PDF(Pubmed)
Abstract:
The combination of radiotherapy/chemoradiotherapy and immune checkpoint blockade can result in poor outcomes in patients with locally advanced head and neck squamous cell carcinoma (HNSCC). Here, we show that combining ATR inhibition (ATRi) with radiotherapy (RT) increases the frequency of activated NKG2A+PD-1+ T cells in animal models of HNSCC. Compared with the ATRi/RT treatment regimen alone, the addition of simultaneous NKG2A and PD-L1 blockade to ATRi/RT, in the adjuvant, post-radiotherapy setting induces a robust antitumour response driven by higher infiltration and activation of cytotoxic T cells in the tumour microenvironment. The efficacy of this combination relies on CD40/CD40L costimulation and infiltration of activated, proliferating memory CD8+ and CD4+ T cells with persistent or new T cell receptor (TCR) signalling, respectively.
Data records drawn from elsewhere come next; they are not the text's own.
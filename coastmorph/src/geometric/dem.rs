use anyhow::{Context, Result};
use geo::{BoundingRect, Contains, Point, Polygon};
use serde::{Deserialize, Serialize};
use std::path::{Path, PathBuf};

#[cfg(feature = "gdal")]
use gdal::Dataset;

#[cfg(feature = "rayon")]
use rayon::prelude::*;

use crate::commons::error::{MorphoError, MorphoResult};
use crate::commons::statistics::median;
use crate::geo_core::BoundingBox;

const DEFAULT_NODATA: f64 = -9999.0;

/// Terrain model tile, usually an ESRI ASCII grid (`.asc`)
/// Row 0 is the northern edge of the tile
#[derive(Debug, Clone)]
pub struct AsciiGrid {
    pub ncols: usize,
    pub nrows: usize,
    /// Lower-left corner of the lower-left cell
    pub xll: f64,
    pub yll: f64,
    pub cellsize: f64,
    pub nodata: f64,
    values: Vec<f64>,
}

impl AsciiGrid {
    /// Build a grid from row-major values, northern row first
    pub fn new(
        ncols: usize,
        nrows: usize,
        xll: f64,
        yll: f64,
        cellsize: f64,
        nodata: f64,
        values: Vec<f64>,
    ) -> MorphoResult<Self> {
        if ncols == 0 || nrows == 0 {
            return Err(MorphoError::Grid("grid has no cells".to_string()));
        }
        if !(cellsize.is_finite() && cellsize > 0.0) {
            return Err(MorphoError::Grid(format!("invalid cellsize {}", cellsize)));
        }
        let cells = ncols.checked_mul(nrows).ok_or_else(|| {
            MorphoError::Grid(format!("{} x {} cells overflow the grid size", ncols, nrows))
        })?;
        if values.len() != cells {
            return Err(MorphoError::Grid(format!(
                "expected {} values ({} x {}), found {}",
                cells,
                ncols,
                nrows,
                values.len()
            )));
        }
        Ok(AsciiGrid {
            ncols,
            nrows,
            xll,
            yll,
            cellsize,
            nodata,
            values,
        })
    }

    /// Read the first band of a raster tile through GDAL.
    ///
    /// The tile must be north-up with square cells; the band nodata value is
    /// kept, `-9999` when the band has none.
    #[cfg(feature = "gdal")]
    pub fn from_path<P: AsRef<Path>>(path: P) -> Result<Self> {
        let path = path.as_ref();
        let dataset = Dataset::open(path).context(format!("Failed to open DTM tile: {:?}", path))?;
        let (width, height) = dataset.raster_size();
        let gt = dataset
            .geo_transform()
            .context(format!("DTM tile has no geotransform: {:?}", path))?;
        if gt[2] != 0.0 || gt[4] != 0.0 {
            anyhow::bail!("Rotated DTM tile not supported: {:?}", path);
        }
        if (gt[1] + gt[5]).abs() > 1e-9 * gt[1].abs() {
            anyhow::bail!(
                "DTM tile cells are not square ({} x {}): {:?}",
                gt[1],
                -gt[5],
                path
            );
        }

        let band = dataset.rasterband(1).context("Failed to get band 1")?;
        let nodata = band.no_data_value().unwrap_or(DEFAULT_NODATA);
        let buffer = band
            .read_as::<f64>((0, 0), (width, height), (width, height), None)
            .context(format!("Failed to read DTM tile: {:?}", path))?;

        let cellsize = gt[1];
        let yll = gt[3] + gt[5] * height as f64;
        AsciiGrid::new(
            width,
            height,
            gt[0],
            yll,
            cellsize,
            nodata,
            buffer.data().to_vec(),
        )
        .context(format!("Invalid DTM tile: {:?}", path))
    }

    pub fn extent(&self) -> BoundingBox {
        BoundingBox::new(
            self.xll,
            self.yll,
            self.xll + self.ncols as f64 * self.cellsize,
            self.yll + self.nrows as f64 * self.cellsize,
        )
    }

    pub fn cell_centre(&self, row: usize, col: usize) -> Point<f64> {
        Point::new(
            self.xll + (col as f64 + 0.5) * self.cellsize,
            self.yll + (self.nrows as f64 - row as f64 - 0.5) * self.cellsize,
        )
    }

    /// Elevation of a cell, `None` for nodata
    pub fn value(&self, row: usize, col: usize) -> Option<f64> {
        if row >= self.nrows || col >= self.ncols {
            return None;
        }
        let v = self.values[row * self.ncols + col];
        if v.is_finite() && v != self.nodata {
            Some(v)
        } else {
            None
        }
    }

    /// Valid cells whose centre lies strictly inside the polygon
    fn cells_within(&self, polygon: &Polygon<f64>, out: &mut Vec<f64>) {
        let rect = match polygon.bounding_rect() {
            Some(rect) => rect,
            None => return,
        };
        let cs = self.cellsize;
        let last_col = self.ncols as f64 - 1.0;
        let last_row = self.nrows as f64 - 1.0;

        let col_min = ((rect.min().x - self.xll) / cs - 0.5).ceil().max(0.0);
        let col_max = ((rect.max().x - self.xll) / cs - 0.5).floor().min(last_col);
        let row_min = (self.nrows as f64 - 0.5 - (rect.max().y - self.yll) / cs)
            .ceil()
            .max(0.0);
        let row_max = (self.nrows as f64 - 0.5 - (rect.min().y - self.yll) / cs)
            .floor()
            .min(last_row);
        if col_min > col_max || row_min > row_max {
            return;
        }

        for row in row_min as usize..=row_max as usize {
            for col in col_min as usize..=col_max as usize {
                if let Some(v) = self.value(row, col) {
                    if polygon.contains(&self.cell_centre(row, col)) {
                        out.push(v);
                    }
                }
            }
        }
    }
}

/// Elevation summary of the cells under a footprint
#[derive(Debug, Clone, PartialEq, Serialize, Deserialize)]
pub struct ZonalStats {
    pub min: Option<f64>,
    pub max: Option<f64>,
    pub mean: Option<f64>,
    pub median: Option<f64>,
    pub count: usize,
}

impl ZonalStats {
    pub fn from_values(values: &[f64]) -> Self {
        if values.is_empty() {
            return ZonalStats {
                min: None,
                max: None,
                mean: None,
                median: None,
                count: 0,
            };
        }
        let min = values.iter().copied().fold(f64::INFINITY, f64::min);
        let max = values.iter().copied().fold(f64::NEG_INFINITY, f64::max);
        let mean = values.iter().sum::<f64>() / values.len() as f64;
        ZonalStats {
            min: Some(min),
            max: Some(max),
            mean: Some(mean),
            median: median(values),
            count: values.len(),
        }
    }
}

/// Zonal statistics of a polygon over non-overlapping tiles.
///
/// A cell counts when its centre falls inside the polygon and it is not
/// nodata. Cells from every tile are pooled, as if the tiles were mosaicked.
pub fn zonal_stats<'a, I>(polygon: &Polygon<f64>, tiles: I) -> ZonalStats
where
    I: IntoIterator<Item = &'a AsciiGrid>,
{
    let mut values = Vec::new();
    for tile in tiles {
        tile.cells_within(polygon, &mut values);
    }
    ZonalStats::from_values(&values)
}

/// Digital terrain model made of raster tiles
pub struct Dtm {
    tiles: Vec<AsciiGrid>,
    /// Source files, parallel to `tiles` when loaded from disk
    paths: Vec<PathBuf>,
}

impl Dtm {
    pub fn new(tiles: Vec<AsciiGrid>) -> Self {
        Dtm {
            tiles,
            paths: Vec::new(),
        }
    }

    /// Load every tile, failing on the first unreadable one
    #[cfg(feature = "gdal")]
    pub fn from_paths<P: AsRef<Path>>(paths: &[P]) -> Result<Self> {
        let mut tiles = Vec::with_capacity(paths.len());
        let mut sources = Vec::with_capacity(paths.len());
        for path in paths {
            tiles.push(AsciiGrid::from_path(path)?);
            sources.push(path.as_ref().to_path_buf());
        }
        println!("Loaded {} DTM tile(s)", tiles.len());
        Ok(Dtm {
            tiles,
            paths: sources,
        })
    }

    /// Load every `*.asc` file of a folder, in file name order
    #[cfg(feature = "gdal")]
    pub fn from_dir<P: AsRef<Path>>(dir: P) -> Result<Self> {
        let dir = dir.as_ref();
        let mut paths: Vec<PathBuf> = std::fs::read_dir(dir)
            .context(format!("Failed to list DTM folder: {:?}", dir))?
            .filter_map(|entry| entry.ok().map(|e| e.path()))
            .filter(|path| {
                path.extension()
                    .map_or(false, |ext| ext.eq_ignore_ascii_case("asc"))
            })
            .collect();
        paths.sort();
        if paths.is_empty() {
            anyhow::bail!("No .asc tiles found in {:?}", dir);
        }
        Self::from_paths(&paths)
    }

    pub fn tiles(&self) -> &[AsciiGrid] {
        &self.tiles
    }

    pub fn paths(&self) -> &[PathBuf] {
        &self.paths
    }

    /// Tiles whose extent touches the area of interest
    pub fn tiles_for(&self, area: &BoundingBox) -> Vec<&AsciiGrid> {
        self.tiles
            .iter()
            .filter(|tile| tile.extent().intersects(area))
            .collect()
    }

    /// Zonal statistics for each footprint, in input order.
    ///
    /// Tiles are picked by the combined extent of the footprints rather than
    /// by the case area, so a tile touching only that extent is still read.
    /// Cells only count under a footprint, which leaves the statistics
    /// unchanged.
    pub fn building_elevations(&self, footprints: &[Polygon<f64>]) -> Vec<ZonalStats> {
        let area = footprints
            .iter()
            .filter_map(BoundingBox::of_polygon)
            .reduce(|a, b| a.union(&b));
        let tiles = match area {
            Some(area) => self.tiles_for(&area),
            None => Vec::new(),
        };

        #[cfg(feature = "rayon")]
        let stats = footprints
            .par_iter()
            .map(|footprint| zonal_stats(footprint, tiles.iter().copied()))
            .collect();

        #[cfg(not(feature = "rayon"))]
        let stats = footprints
            .iter()
            .map(|footprint| zonal_stats(footprint, tiles.iter().copied()))
            .collect();

        stats
    }
}

#[cfg(test)]
mod tests {
    use super::*;
    use geo::polygon;

    const NODATA: f64 = -9999.0;

    /// 4 x 3 tile with one nodata cell, lower-left corner at (100, 200)
    fn grid() -> AsciiGrid {
        let values = vec![
            1.0, 2.0, 3.0, 4.0, //
            5.0, 6.0, NODATA, 8.0, //
            9.0, 10.0, 11.0, 12.0,
        ];
        AsciiGrid::new(4, 3, 100.0, 200.0, 1.0, NODATA, values).unwrap()
    }

    fn square(x0: f64, y0: f64, x1: f64, y1: f64) -> Polygon<f64> {
        polygon![
            (x: x0, y: y0),
            (x: x1, y: y0),
            (x: x1, y: y1),
            (x: x0, y: y1),
            (x: x0, y: y0),
        ]
    }

    #[test]
    fn test_grid_values_and_extent() {
        let grid = grid();
        assert_eq!(grid.ncols, 4);
        assert_eq!(grid.nrows, 3);
        assert_eq!(grid.value(0, 0), Some(1.0));
        assert_eq!(grid.value(1, 2), None);
        assert_eq!(grid.value(2, 3), Some(12.0));
        assert_eq!(grid.value(3, 0), None);
        assert_eq!(grid.extent(), BoundingBox::new(100.0, 200.0, 104.0, 203.0));
    }

    #[test]
    fn test_cell_centre_row_zero_is_north() {
        let grid = grid();
        assert_eq!(grid.cell_centre(0, 0), Point::new(100.5, 202.5));
        assert_eq!(grid.cell_centre(2, 3), Point::new(103.5, 200.5));
    }

    #[test]
    fn test_new_rejects_wrong_value_count() {
        let result = AsciiGrid::new(2, 2, 0.0, 0.0, 1.0, NODATA, vec![1.0, 2.0, 3.0]);
        assert!(matches!(result, Err(MorphoError::Grid(_))));
        assert!(AsciiGrid::new(0, 2, 0.0, 0.0, 1.0, NODATA, Vec::new()).is_err());
        assert!(AsciiGrid::new(1, 1, 0.0, 0.0, 0.0, NODATA, vec![1.0]).is_err());
    }

    #[test]
    fn test_new_rejects_overflowing_dimensions() {
        let result = AsciiGrid::new(usize::MAX / 2, 3, 0.0, 0.0, 1.0, NODATA, vec![1.0]);
        assert!(matches!(result, Err(MorphoError::Grid(_))));
    }

    #[test]
    fn test_zonal_stats_skips_nodata() {
        let grid = grid();
        // covers the two middle columns of the two upper rows
        let stats = zonal_stats(&square(101.0, 201.0, 103.0, 203.0), [&grid]);
        assert_eq!(stats.count, 3);
        assert_eq!(stats.min, Some(2.0));
        assert_eq!(stats.max, Some(6.0));
        assert_eq!(stats.median, Some(3.0));
        assert!((stats.mean.unwrap() - 11.0 / 3.0).abs() < 1e-12);
    }

    #[test]
    fn test_zonal_stats_outside_grid() {
        let grid = grid();
        let stats = zonal_stats(&square(0.0, 0.0, 5.0, 5.0), [&grid]);
        assert_eq!(stats.count, 0);
        assert_eq!(stats.min, None);
    }

    #[test]
    fn test_zonal_stats_pools_tiles() {
        let west = AsciiGrid::new(1, 1, 0.0, 0.0, 1.0, NODATA, vec![4.0]).unwrap();
        let east = AsciiGrid::new(1, 1, 1.0, 0.0, 1.0, NODATA, vec![2.0]).unwrap();
        let stats = zonal_stats(&square(0.0, 0.0, 2.0, 1.0), [&west, &east]);
        assert_eq!(stats.count, 2);
        assert_eq!(stats.min, Some(2.0));
    }

    #[test]
    fn test_dtm_building_elevations() {
        let west = AsciiGrid::new(1, 1, 0.0, 0.0, 1.0, NODATA, vec![4.0]).unwrap();
        let far = AsciiGrid::new(1, 1, 500.0, 500.0, 1.0, NODATA, vec![1.0]).unwrap();
        let dtm = Dtm::new(vec![west, far]);
        assert_eq!(dtm.tiles_for(&BoundingBox::new(0.0, 0.0, 1.0, 1.0)).len(), 1);

        let stats = dtm.building_elevations(&[square(0.0, 0.0, 1.0, 1.0)]);
        assert_eq!(stats.len(), 1);
        assert_eq!(stats[0].min, Some(4.0));
    }

    #[test]
    fn test_dtm_tiles_beyond_footprints_leave_stats_unchanged() {
        // the second footprint spans the gap, so both tiles are read
        let west = AsciiGrid::new(1, 1, 0.0, 0.0, 1.0, NODATA, vec![4.0]).unwrap();
        let east = AsciiGrid::new(1, 1, 9.0, 0.0, 1.0, NODATA, vec![1.0]).unwrap();
        let dtm = Dtm::new(vec![west, east]);
        let footprints = [square(0.0, 0.0, 1.0, 1.0), square(5.0, 0.0, 10.0, 1.0)];
        let stats = dtm.building_elevations(&footprints);
        assert_eq!(stats[0].count, 1);
        assert_eq!(stats[0].min, Some(4.0));
        assert_eq!(stats[1].count, 1);
        assert_eq!(stats[1].min, Some(1.0));
    }

    #[cfg(feature = "gdal")]
    const ASC: &str = "ncols 4
nrows 3
xllcorner 100.0
yllcorner 200.0
cellsize 1.0
NODATA_value -9999
1 2 3 4
5 6 -9999 8
9 10 11 12
";

    #[cfg(feature = "gdal")]
    #[test]
    fn test_from_path_reads_ascii_grid() {
        let dir = tempfile::tempdir().unwrap();
        let path = dir.path().join("tile.asc");
        std::fs::write(&path, ASC).unwrap();
        let tile = AsciiGrid::from_path(&path).unwrap();
        assert_eq!((tile.ncols, tile.nrows), (4, 3));
        assert_eq!(tile.cellsize, 1.0);
        assert_eq!(tile.extent(), BoundingBox::new(100.0, 200.0, 104.0, 203.0));
        assert_eq!(tile.value(0, 0), Some(1.0));
        assert_eq!(tile.value(1, 2), None);
        assert_eq!(tile.value(2, 3), Some(12.0));
    }

    #[cfg(feature = "gdal")]
    #[test]
    fn test_dtm_from_dir() {
        let dir = tempfile::tempdir().unwrap();
        std::fs::write(dir.path().join("002_1_55-top_orto.asc"), ASC).unwrap();
        std::fs::write(dir.path().join("notes.txt"), "not a grid").unwrap();
        let dtm = Dtm::from_dir(dir.path()).unwrap();
        assert_eq!(dtm.tiles().len(), 1);
        assert_eq!(dtm.paths().len(), 1);
    }

    #[cfg(feature = "gdal")]
    #[test]
    fn test_dtm_from_empty_dir() {
        let dir = tempfile::tempdir().unwrap();
        assert!(Dtm::from_dir(dir.path()).is_err());
    }
}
We also observe increased richness in the TCR repertoire and emergence of numerous and large TCR clonotypes that cluster based on antigen specificity in response to NKG2A/PD-L1/ATRi/RT. Collectively, our data point towards potential combination approaches for the treatment of HNSCC.
摘要:
放疗/放化疗和免疫检查点阻断的组合可导致局部晚期头颈部鳞状细胞癌(HNSCC)患者的不良预后。这里,我们表明,ATR抑制(ATRi)与放疗(RT)联合使用会增加HNSCC动物模型中激活的NKG2APD-1T细胞的频率。与单独的ATRi/RT治疗方案相比,在ATRi/RT中同时添加NKG2A和PD-L1阻断,在佐剂中,放疗后设置诱导由肿瘤微环境中细胞毒性T细胞的更高浸润和活化驱动的强大抗肿瘤反应。这种组合的疗效依赖于CD40/CD40L共刺激和浸润的活化,增殖记忆CD8+和CD4+T细胞持续或新的T细胞受体(TCR)信号,分别。我们还观察到TCR库的丰富度增加,以及基于对NKG2A/PD-L1/ATRi/RT的抗原特异性聚集的大量和大型TCR克隆型的出现。总的来说,我们的数据指向治疗HNSCC的潜在组合方法.